Stored data

☆ ☆ ☆ ☆

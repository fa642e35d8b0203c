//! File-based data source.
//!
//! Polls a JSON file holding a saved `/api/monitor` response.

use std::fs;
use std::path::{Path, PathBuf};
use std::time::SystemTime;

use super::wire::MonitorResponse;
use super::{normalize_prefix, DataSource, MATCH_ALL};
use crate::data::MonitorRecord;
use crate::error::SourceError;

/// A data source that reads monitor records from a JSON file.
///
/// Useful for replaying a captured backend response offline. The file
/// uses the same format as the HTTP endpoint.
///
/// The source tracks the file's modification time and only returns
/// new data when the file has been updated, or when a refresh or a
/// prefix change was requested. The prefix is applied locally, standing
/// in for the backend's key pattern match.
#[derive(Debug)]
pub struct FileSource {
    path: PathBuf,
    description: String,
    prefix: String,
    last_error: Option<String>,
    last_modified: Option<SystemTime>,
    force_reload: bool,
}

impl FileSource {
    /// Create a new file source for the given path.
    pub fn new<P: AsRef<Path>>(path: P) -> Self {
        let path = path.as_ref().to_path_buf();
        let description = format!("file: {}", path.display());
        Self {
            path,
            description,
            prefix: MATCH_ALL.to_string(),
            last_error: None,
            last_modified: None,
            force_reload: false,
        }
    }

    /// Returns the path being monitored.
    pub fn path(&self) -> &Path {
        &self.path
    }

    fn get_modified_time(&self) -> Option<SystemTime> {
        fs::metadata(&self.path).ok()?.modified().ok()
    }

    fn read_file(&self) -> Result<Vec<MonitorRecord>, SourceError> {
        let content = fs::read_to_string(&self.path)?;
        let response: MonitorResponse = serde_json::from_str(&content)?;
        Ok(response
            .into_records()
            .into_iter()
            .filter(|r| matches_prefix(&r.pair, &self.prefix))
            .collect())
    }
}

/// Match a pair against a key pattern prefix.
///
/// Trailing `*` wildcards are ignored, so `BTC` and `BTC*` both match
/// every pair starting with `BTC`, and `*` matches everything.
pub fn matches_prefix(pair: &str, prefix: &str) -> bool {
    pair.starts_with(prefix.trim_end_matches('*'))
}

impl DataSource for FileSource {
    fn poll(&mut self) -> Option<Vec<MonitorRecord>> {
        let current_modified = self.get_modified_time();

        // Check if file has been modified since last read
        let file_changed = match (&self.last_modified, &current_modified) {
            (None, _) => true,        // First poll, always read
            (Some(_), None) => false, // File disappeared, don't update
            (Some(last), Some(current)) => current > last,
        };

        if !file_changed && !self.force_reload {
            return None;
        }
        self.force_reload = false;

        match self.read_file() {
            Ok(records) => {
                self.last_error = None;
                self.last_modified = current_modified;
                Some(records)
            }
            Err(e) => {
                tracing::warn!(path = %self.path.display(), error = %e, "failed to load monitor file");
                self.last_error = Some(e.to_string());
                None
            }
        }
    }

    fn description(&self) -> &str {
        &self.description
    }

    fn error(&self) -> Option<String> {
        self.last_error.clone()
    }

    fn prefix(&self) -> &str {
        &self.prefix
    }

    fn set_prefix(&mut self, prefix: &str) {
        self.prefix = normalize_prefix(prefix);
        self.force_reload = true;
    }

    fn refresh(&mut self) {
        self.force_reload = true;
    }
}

☆ ☆ ☆ ☆

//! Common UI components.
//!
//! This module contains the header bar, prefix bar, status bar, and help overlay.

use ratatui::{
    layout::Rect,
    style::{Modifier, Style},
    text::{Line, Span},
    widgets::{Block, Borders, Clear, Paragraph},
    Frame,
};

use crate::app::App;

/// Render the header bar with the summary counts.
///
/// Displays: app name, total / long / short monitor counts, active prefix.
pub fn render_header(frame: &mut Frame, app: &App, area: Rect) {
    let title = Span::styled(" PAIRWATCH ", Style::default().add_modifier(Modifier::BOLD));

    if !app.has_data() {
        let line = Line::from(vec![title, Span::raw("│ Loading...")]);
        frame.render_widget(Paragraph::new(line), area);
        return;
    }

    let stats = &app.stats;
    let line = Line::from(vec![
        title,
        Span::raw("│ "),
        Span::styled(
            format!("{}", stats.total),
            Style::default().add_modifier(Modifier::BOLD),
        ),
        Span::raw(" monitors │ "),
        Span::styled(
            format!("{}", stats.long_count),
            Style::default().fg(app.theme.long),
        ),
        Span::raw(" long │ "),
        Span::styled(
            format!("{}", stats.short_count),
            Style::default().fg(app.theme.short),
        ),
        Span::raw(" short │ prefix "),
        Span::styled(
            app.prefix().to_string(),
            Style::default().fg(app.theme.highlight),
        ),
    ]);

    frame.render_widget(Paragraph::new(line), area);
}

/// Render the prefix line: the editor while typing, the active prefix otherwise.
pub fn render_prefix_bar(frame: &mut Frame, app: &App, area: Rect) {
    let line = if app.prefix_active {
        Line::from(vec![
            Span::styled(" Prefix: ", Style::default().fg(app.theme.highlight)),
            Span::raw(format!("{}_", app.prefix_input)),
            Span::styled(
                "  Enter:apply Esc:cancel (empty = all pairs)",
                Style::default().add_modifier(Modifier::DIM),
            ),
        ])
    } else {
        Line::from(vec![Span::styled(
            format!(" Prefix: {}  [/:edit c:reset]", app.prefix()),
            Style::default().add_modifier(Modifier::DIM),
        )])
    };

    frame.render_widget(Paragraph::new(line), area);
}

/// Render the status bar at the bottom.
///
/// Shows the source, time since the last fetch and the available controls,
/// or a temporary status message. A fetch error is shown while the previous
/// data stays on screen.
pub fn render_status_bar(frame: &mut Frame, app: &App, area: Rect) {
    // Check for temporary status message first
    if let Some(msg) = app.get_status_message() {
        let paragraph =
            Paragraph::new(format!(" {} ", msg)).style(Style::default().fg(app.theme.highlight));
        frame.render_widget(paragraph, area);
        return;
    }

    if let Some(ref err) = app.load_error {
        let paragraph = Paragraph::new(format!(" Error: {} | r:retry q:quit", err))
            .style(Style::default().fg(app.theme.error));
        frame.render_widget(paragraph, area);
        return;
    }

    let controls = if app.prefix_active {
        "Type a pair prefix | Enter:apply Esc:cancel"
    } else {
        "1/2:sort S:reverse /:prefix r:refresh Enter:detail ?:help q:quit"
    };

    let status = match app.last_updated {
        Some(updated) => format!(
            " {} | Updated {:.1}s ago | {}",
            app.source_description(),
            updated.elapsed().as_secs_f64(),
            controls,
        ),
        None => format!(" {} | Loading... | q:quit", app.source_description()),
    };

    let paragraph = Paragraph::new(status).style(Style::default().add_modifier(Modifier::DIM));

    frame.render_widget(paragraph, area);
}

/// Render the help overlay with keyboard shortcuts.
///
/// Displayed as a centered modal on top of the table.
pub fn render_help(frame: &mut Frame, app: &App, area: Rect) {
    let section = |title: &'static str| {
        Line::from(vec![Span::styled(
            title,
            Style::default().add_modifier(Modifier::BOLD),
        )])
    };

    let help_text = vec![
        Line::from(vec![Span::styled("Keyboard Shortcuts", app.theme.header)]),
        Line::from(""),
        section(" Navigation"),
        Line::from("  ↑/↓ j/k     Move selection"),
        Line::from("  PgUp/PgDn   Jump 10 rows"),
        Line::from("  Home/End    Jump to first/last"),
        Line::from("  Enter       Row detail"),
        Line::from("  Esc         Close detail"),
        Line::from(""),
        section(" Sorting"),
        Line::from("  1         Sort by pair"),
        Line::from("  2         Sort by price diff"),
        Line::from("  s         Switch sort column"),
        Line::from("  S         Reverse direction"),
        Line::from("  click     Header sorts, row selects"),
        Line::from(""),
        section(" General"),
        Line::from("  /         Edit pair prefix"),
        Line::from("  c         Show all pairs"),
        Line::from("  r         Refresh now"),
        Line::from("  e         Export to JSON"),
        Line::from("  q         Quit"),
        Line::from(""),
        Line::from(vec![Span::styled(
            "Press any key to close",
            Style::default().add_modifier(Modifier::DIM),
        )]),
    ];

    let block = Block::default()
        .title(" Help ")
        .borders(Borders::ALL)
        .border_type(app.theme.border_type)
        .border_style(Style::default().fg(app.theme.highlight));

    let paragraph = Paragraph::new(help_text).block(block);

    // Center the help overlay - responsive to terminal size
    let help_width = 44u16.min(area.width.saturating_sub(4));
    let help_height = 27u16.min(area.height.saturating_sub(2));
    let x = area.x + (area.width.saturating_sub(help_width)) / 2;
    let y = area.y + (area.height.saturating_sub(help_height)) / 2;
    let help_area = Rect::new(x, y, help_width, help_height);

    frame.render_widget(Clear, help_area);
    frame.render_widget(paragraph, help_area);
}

☆ ☆ ☆ ☆

◆ **Task to carry out**: Look through the entries above. Extract each line with the word "Loading".

◆ **Output of the task**:
        let line = Line::from(vec![title, Span::raw("│ Loading...")]);
        None => format!(" {} | Loading... | q:quit", app.source_description()),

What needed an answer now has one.